- _PROBLEM TO WORK ON_: Every record shown here must be duplicated without change.

- _RECORDS FOR THIS EXERCISE_:
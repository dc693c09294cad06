//! Domain entities for the Job Seekers domain
//!
//! Job seekers registered with an agent, the industries and occupations
//! they want, the licenses they hold, and the agents they are hidden from
//! when shared across an alliance.

use chrono::{DateTime, NaiveDate, Utc};
use serde::{Deserialize, Serialize};
use uuid::Uuid;
use validator::ValidateEmail;

use talentlink_common::{now_utc, Error, Result};

/// Maximum name part length (varchar(50))
const MAX_NAME_LENGTH: usize = 50;

/// Maximum license acquisition time length (varchar(20))
const MAX_ACQUISITION_TIME_LENGTH: usize = 20;

/// Where a job seeker stands in the placement pipeline
#[derive(Debug, Clone, Copy, PartialEq, Eq, Hash, Serialize, Deserialize, sqlx::Type, Default)]
#[repr(i16)]
#[serde(rename_all = "lowercase")]
pub enum JobSeekerPhase {
    #[default]
    Registered = 0,
    Interviewed = 1,
    Recommended = 2,
    Selecting = 3,
    Offered = 4,
    Accepted = 5,
    Joined = 6,
    Declined = 7,
    Released = 8,
}

impl JobSeekerPhase {
    /// Listing order: seekers closest to a decision first, finished ones last
    pub const PRIORITY: [JobSeekerPhase; 9] = [
        JobSeekerPhase::Offered,
        JobSeekerPhase::Selecting,
        JobSeekerPhase::Recommended,
        JobSeekerPhase::Interviewed,
        JobSeekerPhase::Registered,
        JobSeekerPhase::Accepted,
        JobSeekerPhase::Joined,
        JobSeekerPhase::Declined,
        JobSeekerPhase::Released,
    ];

    /// Codes of [`JobSeekerPhase::PRIORITY`], for binding as a `SMALLINT[]`
    pub fn priority_codes() -> Vec<i16> {
        Self::PRIORITY.iter().map(|phase| *phase as i16).collect()
    }
}

impl TryFrom<i16> for JobSeekerPhase {
    type Error = Error;

    fn try_from(code: i16) -> Result<Self> {
        Self::PRIORITY
            .into_iter()
            .find(|phase| *phase as i16 == code)
            .ok_or_else(|| Error::Validation(format!("Unknown job seeker phase: {code}")))
    }
}

#[derive(Debug, Clone, Copy, PartialEq, Eq, Hash, Serialize, Deserialize, sqlx::Type, Default)]
#[repr(i16)]
#[serde(rename_all = "lowercase")]
pub enum Gender {
    #[default]
    Unspecified = 0,
    Male = 1,
    Female = 2,
}

talentlink_store::small_int_code!(JobSeekerPhase, Gender);

fn require_length(field: &str, value: &str, max: usize) -> Result<()> {
    if value.trim().is_empty() {
        return Err(Error::Validation(format!("{field} is required")));
    }
    if value.chars().count() > max {
        return Err(Error::Validation(format!(
            "{field} must be at most {max} characters"
        )));
    }
    Ok(())
}

/// Job seeker registered with an agent
#[derive(Debug, Clone, PartialEq, Serialize, Deserialize, sqlx::FromRow)]
pub struct JobSeeker {
    pub id: i64,
    pub uuid: Uuid,
    pub agent_id: i64,
    pub agent_staff_id: Option<i64>,
    pub last_name: String,
    pub first_name: String,
    pub last_furigana: String,
    pub first_furigana: String,
    pub gender: Gender,
    pub birthday: Option<NaiveDate>,
    pub phone_number: String,
    pub email: String,
    pub phase: JobSeekerPhase,
    /// Agreed to the agent's terms
    pub agreement: bool,
    /// Opted in to being shown to allied agents for matching
    pub can_view_matching_job: bool,
    pub interview_date: Option<DateTime<Utc>>,
    pub acceptance_points: String,
    pub last_watched_at: Option<DateTime<Utc>>,
    pub created_at: DateTime<Utc>,
    pub updated_at: DateTime<Utc>,
}

impl JobSeeker {
    /// Create a new job seeker with validation
    pub fn new(
        agent_id: i64,
        last_name: String,
        first_name: String,
        phone_number: String,
        email: String,
    ) -> Result<Self> {
        require_length("Last name", &last_name, MAX_NAME_LENGTH)?;
        require_length("First name", &first_name, MAX_NAME_LENGTH)?;
        if !email.is_empty() && !email.validate_email() {
            return Err(Error::Validation("Invalid email format".to_string()));
        }

        let now = now_utc();
        Ok(JobSeeker {
            id: 0,
            uuid: Uuid::nil(),
            agent_id,
            agent_staff_id: None,
            last_name,
            first_name,
            last_furigana: String::new(),
            first_furigana: String::new(),
            gender: Gender::default(),
            birthday: None,
            phone_number,
            email,
            phase: JobSeekerPhase::default(),
            agreement: false,
            can_view_matching_job: false,
            interview_date: None,
            acceptance_points: String::new(),
            last_watched_at: None,
            created_at: now,
            updated_at: now,
        })
    }

    pub fn full_name(&self) -> String {
        format!("{} {}", self.last_name, self.first_name)
    }
}

/// Industry a job seeker wants to work in, by preference rank
#[derive(Debug, Clone, PartialEq, Serialize, Deserialize, sqlx::FromRow)]
pub struct JobSeekerDesiredIndustry {
    pub id: i64,
    pub job_seeker_id: i64,
    pub desired_industry: i16,
    pub desired_rank: i16,
    pub created_at: DateTime<Utc>,
    pub updated_at: DateTime<Utc>,
}

impl JobSeekerDesiredIndustry {
    pub fn new(job_seeker_id: i64, desired_industry: i16, desired_rank: i16) -> Self {
        let now = now_utc();
        JobSeekerDesiredIndustry {
            id: 0,
            job_seeker_id,
            desired_industry,
            desired_rank,
            created_at: now,
            updated_at: now,
        }
    }
}

/// Occupation a job seeker wants, by preference rank
#[derive(Debug, Clone, PartialEq, Serialize, Deserialize, sqlx::FromRow)]
pub struct JobSeekerDesiredOccupation {
    pub id: i64,
    pub job_seeker_id: i64,
    pub desired_occupation: i16,
    pub desired_rank: i16,
    pub created_at: DateTime<Utc>,
    pub updated_at: DateTime<Utc>,
}

impl JobSeekerDesiredOccupation {
    pub fn new(job_seeker_id: i64, desired_occupation: i16, desired_rank: i16) -> Self {
        let now = now_utc();
        JobSeekerDesiredOccupation {
            id: 0,
            job_seeker_id,
            desired_occupation,
            desired_rank,
            created_at: now,
            updated_at: now,
        }
    }
}

/// License held by a job seeker
#[derive(Debug, Clone, PartialEq, Serialize, Deserialize, sqlx::FromRow)]
pub struct JobSeekerLicense {
    pub id: i64,
    pub job_seeker_id: i64,
    pub license_type: i16,
    /// Free-form year/month, e.g. `2019-04`
    pub acquisition_time: String,
    pub created_at: DateTime<Utc>,
    pub updated_at: DateTime<Utc>,
}

impl JobSeekerLicense {
    pub fn new(job_seeker_id: i64, license_type: i16, acquisition_time: String) -> Result<Self> {
        if acquisition_time.chars().count() > MAX_ACQUISITION_TIME_LENGTH {
            return Err(Error::Validation(format!(
                "Acquisition time must be at most {MAX_ACQUISITION_TIME_LENGTH} characters"
            )));
        }

        let now = now_utc();
        Ok(JobSeekerLicense {
            id: 0,
            job_seeker_id,
            license_type,
            acquisition_time,
            created_at: now,
            updated_at: now,
        })
    }
}

/// Job seeker the owning agent keeps out of an allied agent's view
#[derive(Debug, Clone, PartialEq, Serialize, Deserialize, sqlx::FromRow)]
pub struct JobSeekerHideToAgent {
    pub id: i64,
    pub job_seeker_id: i64,
    pub agent_id: i64,
    pub created_at: DateTime<Utc>,
    pub updated_at: DateTime<Utc>,
}

impl JobSeekerHideToAgent {
    pub fn new(job_seeker_id: i64, agent_id: i64) -> Self {
        let now = now_utc();
        JobSeekerHideToAgent {
            id: 0,
            job_seeker_id,
            agent_id,
            created_at: now,
            updated_at: now,
        }
    }
}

- _EXERCISE OUTPUT_:
repository dc693c09294cad06
//! Domain entities for the Job Seekers domain
//!
//! Job seekers registered with an agent, the industries and occupations
//! they want, the licenses they hold, and the agents they are hidden from
//! when shared across an alliance.

use chrono::{DateTime, NaiveDate, Utc};
use serde::{Deserialize, Serialize};
use uuid::Uuid;
use validator::ValidateEmail;

use talentlink_common::{now_utc, Error, Result};

/// Maximum name part length (varchar(50))
const MAX_NAME_LENGTH: usize = 50;

/// Maximum license acquisition time length (varchar(20))
const MAX_ACQUISITION_TIME_LENGTH: usize = 20;

/// Where a job seeker stands in the placement pipeline
#[derive(Debug, Clone, Copy, PartialEq, Eq, Hash, Serialize, Deserialize, sqlx::Type, Default)]
#[repr(i16)]
#[serde(rename_all = "lowercase")]
pub enum JobSeekerPhase {
    #[default]
    Registered = 0,
    Interviewed = 1,
    Recommended = 2,
    Selecting = 3,
    Offered = 4,
    Accepted = 5,
    Joined = 6,
    Declined = 7,
    Released = 8,
}

impl JobSeekerPhase {
    /// Listing order: seekers closest to a decision first, finished ones last
    pub const PRIORITY: [JobSeekerPhase; 9] = [
        JobSeekerPhase::Offered,
        JobSeekerPhase::Selecting,
        JobSeekerPhase::Recommended,
        JobSeekerPhase::Interviewed,
        JobSeekerPhase::Registered,
        JobSeekerPhase::Accepted,
        JobSeekerPhase::Joined,
        JobSeekerPhase::Declined,
        JobSeekerPhase::Released,
    ];

    /// Codes of [`JobSeekerPhase::PRIORITY`], for binding as a `SMALLINT[]`
    pub fn priority_codes() -> Vec<i16> {
        Self::PRIORITY.iter().map(|phase| *phase as i16).collect()
    }
}

impl TryFrom<i16> for JobSeekerPhase {
    type Error = Error;

    fn try_from(code: i16) -> Result<Self> {
        Self::PRIORITY
            .into_iter()
            .find(|phase| *phase as i16 == code)
            .ok_or_else(|| Error::Validation(format!("Unknown job seeker phase: {code}")))
    }
}

#[derive(Debug, Clone, Copy, PartialEq, Eq, Hash, Serialize, Deserialize, sqlx::Type, Default)]
#[repr(i16)]
#[serde(rename_all = "lowercase")]
pub enum Gender {
    #[default]
    Unspecified = 0,
    Male = 1,
    Female = 2,
}

talentlink_store::small_int_code!(JobSeekerPhase, Gender);

fn require_length(field: &str, value: &str, max: usize) -> Result<()> {
    if value.trim().is_empty() {
        return Err(Error::Validation(format!("{field} is required")));
    }
    if value.chars().count() > max {
        return Err(Error::Validation(format!(
            "{field} must be at most {max} characters"
        )));
    }
    Ok(())
}

/// Job seeker registered with an agent
#[derive(Debug, Clone, PartialEq, Serialize, Deserialize, sqlx::FromRow)]
pub struct JobSeeker {
    pub id: i64,
    pub uuid: Uuid,
    pub agent_id: i64,
    pub agent_staff_id: Option<i64>,
    pub last_name: String,
    pub first_name: String,
    pub last_furigana: String,
    pub first_furigana: String,
    pub gender: Gender,
    pub birthday: Option<NaiveDate>,
    pub phone_number: String,
    pub email: String,
    pub phase: JobSeekerPhase,
    /// Agreed to the agent's terms
    pub agreement: bool,
    /// Opted in to being shown to allied agents for matching
    pub can_view_matching_job: bool,
    pub interview_date: Option<DateTime<Utc>>,
    pub acceptance_points: String,
    pub last_watched_at: Option<DateTime<Utc>>,
    pub created_at: DateTime<Utc>,
    pub updated_at: DateTime<Utc>,
}

impl JobSeeker {
    /// Create a new job seeker with validation
    pub fn new(
        agent_id: i64,
        last_name: String,
        first_name: String,
        phone_number: String,
        email: String,
    ) -> Result<Self> {
        require_length("Last name", &last_name, MAX_NAME_LENGTH)?;
        require_length("First name", &first_name, MAX_NAME_LENGTH)?;
        if !email.is_empty() && !email.validate_email() {
            return Err(Error::Validation("Invalid email format".to_string()));
        }

        let now = now_utc();
        Ok(JobSeeker {
            id: 0,
            uuid: Uuid::nil(),
            agent_id,
            agent_staff_id: None,
            last_name,
            first_name,
            last_furigana: String::new(),
            first_furigana: String::new(),
            gender: Gender::default(),
            birthday: None,
            phone_number,
            email,
            phase: JobSeekerPhase::default(),
            agreement: false,
            can_view_matching_job: false,
            interview_date: None,
            acceptance_points: String::new(),
            last_watched_at: None,
            created_at: now,
            updated_at: now,
        })
    }

    pub fn full_name(&self) -> String {
        format!("{} {}", self.last_name, self.first_name)
    }
}

/// Industry a job seeker wants to work in, by preference rank
#[derive(Debug, Clone, PartialEq, Serialize, Deserialize, sqlx::FromRow)]
pub struct JobSeekerDesiredIndustry {
    pub id: i64,
    pub job_seeker_id: i64,
    pub desired_industry: i16,
    pub desired_rank: i16,
    pub created_at: DateTime<Utc>,
    pub updated_at: DateTime<Utc>,
}

impl JobSeekerDesiredIndustry {
    pub fn new(job_seeker_id: i64, desired_industry: i16, desired_rank: i16) -> Self {
        let now = now_utc();
        JobSeekerDesiredIndustry {
            id: 0,
            job_seeker_id,
            desired_industry,
            desired_rank,
            created_at: now,
            updated_at: now,
        }
    }
}

/// Occupation a job seeker wants, by preference rank
#[derive(Debug, Clone, PartialEq, Serialize, Deserialize, sqlx::FromRow)]
pub struct JobSeekerDesiredOccupation {
    pub id: i64,
    pub job_seeker_id: i64,
    pub desired_occupation: i16,
    pub desired_rank: i16,
    pub created_at: DateTime<Utc>,
    pub updated_at: DateTime<Utc>,
}

impl JobSeekerDesiredOccupation {
    pub fn new(job_seeker_id: i64, desired_occupation: i16, desired_rank: i16) -> Self {
        let now = now_utc();
        JobSeekerDesiredOccupation {
            id: 0,
            job_seeker_id,
            desired_occupation,
            desired_rank,
            created_at: now,
            updated_at: now,
        }
    }
}

/// License held by a job seeker
#[derive(Debug, Clone, PartialEq, Serialize, Deserialize, sqlx::FromRow)]
pub struct JobSeekerLicense {
    pub id: i64,
    pub job_seeker_id: i64,
    pub license_type: i16,
    /// Free-form year/month, e.g. `2019-04`
    pub acquisition_time: String,
    pub created_at: DateTime<Utc>,
    pub updated_at: DateTime<Utc>,
}

impl JobSeekerLicense {
    pub fn new(job_seeker_id: i64, license_type: i16, acquisition_time: String) -> Result<Self> {
        if acquisition_time.chars().count() > MAX_ACQUISITION_TIME_LENGTH {
            return Err(Error::Validation(format!(
                "Acquisition time must be at most {MAX_ACQUISITION_TIME_LENGTH} characters"
            )));
        }

        let now = now_utc();
        Ok(JobSeekerLicense {
            id: 0,
            job_seeker_id,
            license_type,
            acquisition_time,
            created_at: now,
            updated_at: now,
        })
    }
}

/// Job seeker the owning agent keeps out of an allied agent's view
#[derive(Debug, Clone, PartialEq, Serialize, Deserialize, sqlx::FromRow)]
pub struct JobSeekerHideToAgent {
    pub id: i64,
    pub job_seeker_id: i64,
    pub agent_id: i64,
    pub created_at: DateTime<Utc>,
    pub updated_at: DateTime<Utc>,
}

impl JobSeekerHideToAgent {
    pub fn new(job_seeker_id: i64, agent_id: i64) -> Self {
        let now = now_utc();
        JobSeekerHideToAgent {
            id: 0,
            job_seeker_id,
            agent_id,
            created_at: now,
            updated_at: now,
        }
    }
}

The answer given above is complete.